The hematopoietic system of Drosophila is a well-established genetic model for studying hematopoiesis mechanisms, which are strictly regulated by multiple signaling pathways. Autophagy-related 2 (Atg2) protein is involved in autophagosome formation through its lipid transfer function; however, other functions in animal development, especially the role of Atg2 in maintaining hematopoietic homeostasis, are unclear. Here, we show that Atg2 knockdown in the cortical zone (CZ) induced the proliferation and differentiation of mature plasmatocytes and disrupted progenitor maintenance in the medullary zone (MZ). We also observed the differentiation of lamellocytes among circulating hemocytes and in the lymph gland, which is rarely observed in healthy larvae.
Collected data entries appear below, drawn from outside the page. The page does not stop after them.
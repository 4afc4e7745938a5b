//! Weft Runtime Driver
//!
//! Run with: `weft [OPTIONS] <COMMAND>`

use std::sync::atomic::{AtomicUsize, Ordering};
use std::sync::Arc;
use std::time::Instant;

use anyhow::{Context, Result};
use clap::{Args, Parser, Subcommand};
use tracing::info;
use tracing_subscriber::EnvFilter;

use weft_runtime::{start, Job, Runtime, RuntimeConfig, Tag};

#[derive(Parser)]
#[command(name = "weft")]
#[command(about = "Drive the weft fiber job runtime")]
#[command(version)]
struct Cli {
    #[command(subcommand)]
    command: Commands,

    #[command(flatten)]
    runtime: RuntimeArgs,

    /// Verbose output
    #[arg(short, long, global = true)]
    verbose: bool,
}

/// Overrides applied on top of the `WEFT_*` environment.
#[derive(Args)]
struct RuntimeArgs {
    /// Worker threads (default: core count)
    #[arg(short, long, global = true)]
    threads: Option<usize>,

    /// Fibers in the pool (default: 96 + 4 per thread)
    #[arg(short, long, global = true)]
    fibers: Option<usize>,

    /// Arena reservation in MiB (default: physical memory)
    #[arg(long, global = true)]
    budget_mb: Option<usize>,

    /// Fiber stack size in KiB
    #[arg(long, global = true)]
    stack_kb: Option<usize>,

    /// Heaps available to dynamic tags
    #[arg(long, global = true)]
    heaps: Option<usize>,

    /// Pin worker threads to cores
    #[arg(long, global = true, env = "WEFT_PIN_THREADS")]
    pin: bool,
}

impl RuntimeArgs {
    fn config(&self) -> Result<RuntimeConfig> {
        let mut config = RuntimeConfig::from_env();
        if let Some(threads) = self.threads {
            config.thread_count = threads;
        }
        if let Some(fibers) = self.fibers {
            config.fiber_count = fibers;
        }
        if let Some(budget) = self.budget_mb {
            config.memory_budget = budget << 20;
        }
        if let Some(stack) = self.stack_kb {
            config.fiber_stack_size = stack << 10;
        }
        if let Some(heaps) = self.heaps {
            config.tagged_heap_count = heaps;
        }
        config.pin_threads |= self.pin;
        config.validate().context("invalid runtime configuration")?;
        Ok(config)
    }
}

#[derive(Subcommand)]
enum Commands {
    /// Increment a shared counter from batches of jobs
    Counter {
        /// Jobs per batch
        #[arg(short, long, default_value_t = 1000)]
        jobs: usize,

        /// Number of batches
        #[arg(short, long, default_value_t = 1)]
        batches: usize,
    },

    /// Allocate under a tag from every worker, then free the tag
    Alloc {
        /// Tag to allocate under (1 = per-thread drifter heaps)
        #[arg(long, default_value_t = 2)]
        tag: u64,

        /// Number of allocations
        #[arg(short, long, default_value_t = 10_000)]
        count: usize,

        /// Bytes per allocation
        #[arg(short, long, default_value_t = 256)]
        size: usize,
    },

    /// Print the resolved configuration
    Config,
}

fn main() -> Result<()> {
    let cli = Cli::parse();

    // Initialize logging
    let filter = if cli.verbose { "debug" } else { "info" };
    tracing_subscriber::fmt()
        .with_env_filter(EnvFilter::try_from_default_env().unwrap_or_else(|_| EnvFilter::new(filter)))
        .init();

    let config = cli.runtime.config()?;

    let code = match cli.command {
        Commands::Counter { jobs, batches } => cmd_counter(config, jobs, batches)?,
        Commands::Alloc { tag, count, size } => cmd_alloc(config, Tag::new(tag), count, size)?,
        Commands::Config => cmd_config(&config),
    };

    if code != 0 {
        std::process::exit(code);
    }
    Ok(())
}

fn cmd_counter(config: RuntimeConfig, jobs: usize, batches: usize) -> Result<i32> {
    info!(jobs, batches, "running counter");
    let started = Instant::now();

    let code = start(config, move |rt| {
        let counter = Arc::new(AtomicUsize::new(0));
        let capacity = rt.config().job_queue_capacity();

        for _ in 0..batches {
            let mut remaining = jobs;
            while remaining > 0 {
                let n = remaining.min(capacity);
                let batch = (0..n)
                    .map(|_| {
                        let counter = counter.clone();
                        Job::new("increment", move |_| {
                            counter.fetch_add(1, Ordering::Relaxed);
                        })
                    })
                    .collect();
                let chain = rt.split_work(batch);
                rt.unchain(chain);
                remaining -= n;
            }
        }

        let total = counter.load(Ordering::Relaxed);
        let expected = jobs * batches;
        println!("counter:             {} (expected {})", total, expected);
        println!("{}", rt.stats());
        if total == expected {
            0
        } else {
            1
        }
    })
    .context("failed to boot runtime")?;

    println!("elapsed:             {:?}", started.elapsed());
    Ok(code)
}

fn cmd_alloc(config: RuntimeConfig, tag: Tag, count: usize, size: usize) -> Result<i32> {
    info!(%tag, count, size, "running allocation");

    let code = start(config, move |rt| {
        let failed = Arc::new(AtomicUsize::new(0));
        let workers = rt.thread_count();
        let batch = (0..workers)
            .map(|worker| {
                let failed = failed.clone();
                let share = count / workers + usize::from(worker < count % workers);
                Job::new("allocate", move |rt| {
                    for _ in 0..share {
                        if rt.alloc(tag, size, 16).is_none() {
                            failed.fetch_add(1, Ordering::Relaxed);
                        }
                    }
                })
            })
            .collect();
        let chain = rt.split_work(batch);
        rt.unchain(chain);

        report_arena(rt, tag);
        let released = rt.free(tag);
        println!("released:            {} descriptors", released);

        let failed = failed.load(Ordering::Relaxed);
        if failed > 0 {
            println!("failed:              {} of {}", failed, count);
            1
        } else {
            0
        }
    })
    .context("failed to boot runtime")?;

    Ok(code)
}

fn report_arena(rt: &Runtime, tag: Tag) {
    let tagged = rt.tagged();
    println!("tag:                 {}", tag);
    println!("descriptors:         {}", tagged.live_allocations(tag));
    println!("blocks in use:       {}", tagged.live_blocks());
    match tagged.verify_bitmap() {
        Ok(()) => println!("bitmap audit:        ok"),
        Err(err) => println!("bitmap audit:        {}", err),
    }
    println!("{}", rt.stats());
}

fn cmd_config(config: &RuntimeConfig) -> i32 {
    println!("{}", config.resolve());
    0
}

#[cfg(test)]
mod tests {
    use super::*;

    #[test]
    fn test_global_flags_override_config() {
        let cli = Cli::try_parse_from([
            "weft", "counter", "--jobs", "5", "--threads", "2", "--budget-mb", "64", "--stack-kb",
            "128",
        ])
        .unwrap();
        let config = cli.runtime.config().unwrap();
        assert_eq!(config.thread_count, 2);
        assert_eq!(config.memory_budget, 64 << 20);
        assert_eq!(config.fiber_stack_size, 128 << 10);
        assert!(matches!(cli.command, Commands::Counter { jobs: 5, batches: 1 }));
    }

    #[test]
    fn test_invalid_override_is_rejected() {
        let cli = Cli::try_parse_from(["weft", "--stack-kb", "1", "config"]).unwrap();
        assert!(cli.runtime.config().is_err());
    }

    #[test]
    fn test_alloc_defaults() {
        let cli = Cli::try_parse_from(["weft", "alloc"]).unwrap();
        assert!(matches!(
            cli.command,
            Commands::Alloc { tag: 2, count: 10_000, size: 256 }
        ));
    }
}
The above results on hematopoiesis disorders are due to Atg2 regulating the Drosophila PDGF/VEGF receptor (PVR) and target of rapamycin (TOR) in the CZ of lymph gland. In conclusion, we identified Atg2 as a previously undescribed regulator of hematopoiesis. Understanding the mechanism of maintenance of hematopoietic homeostasis in Drosophila will help us better evaluate human blood disorder-related diseases.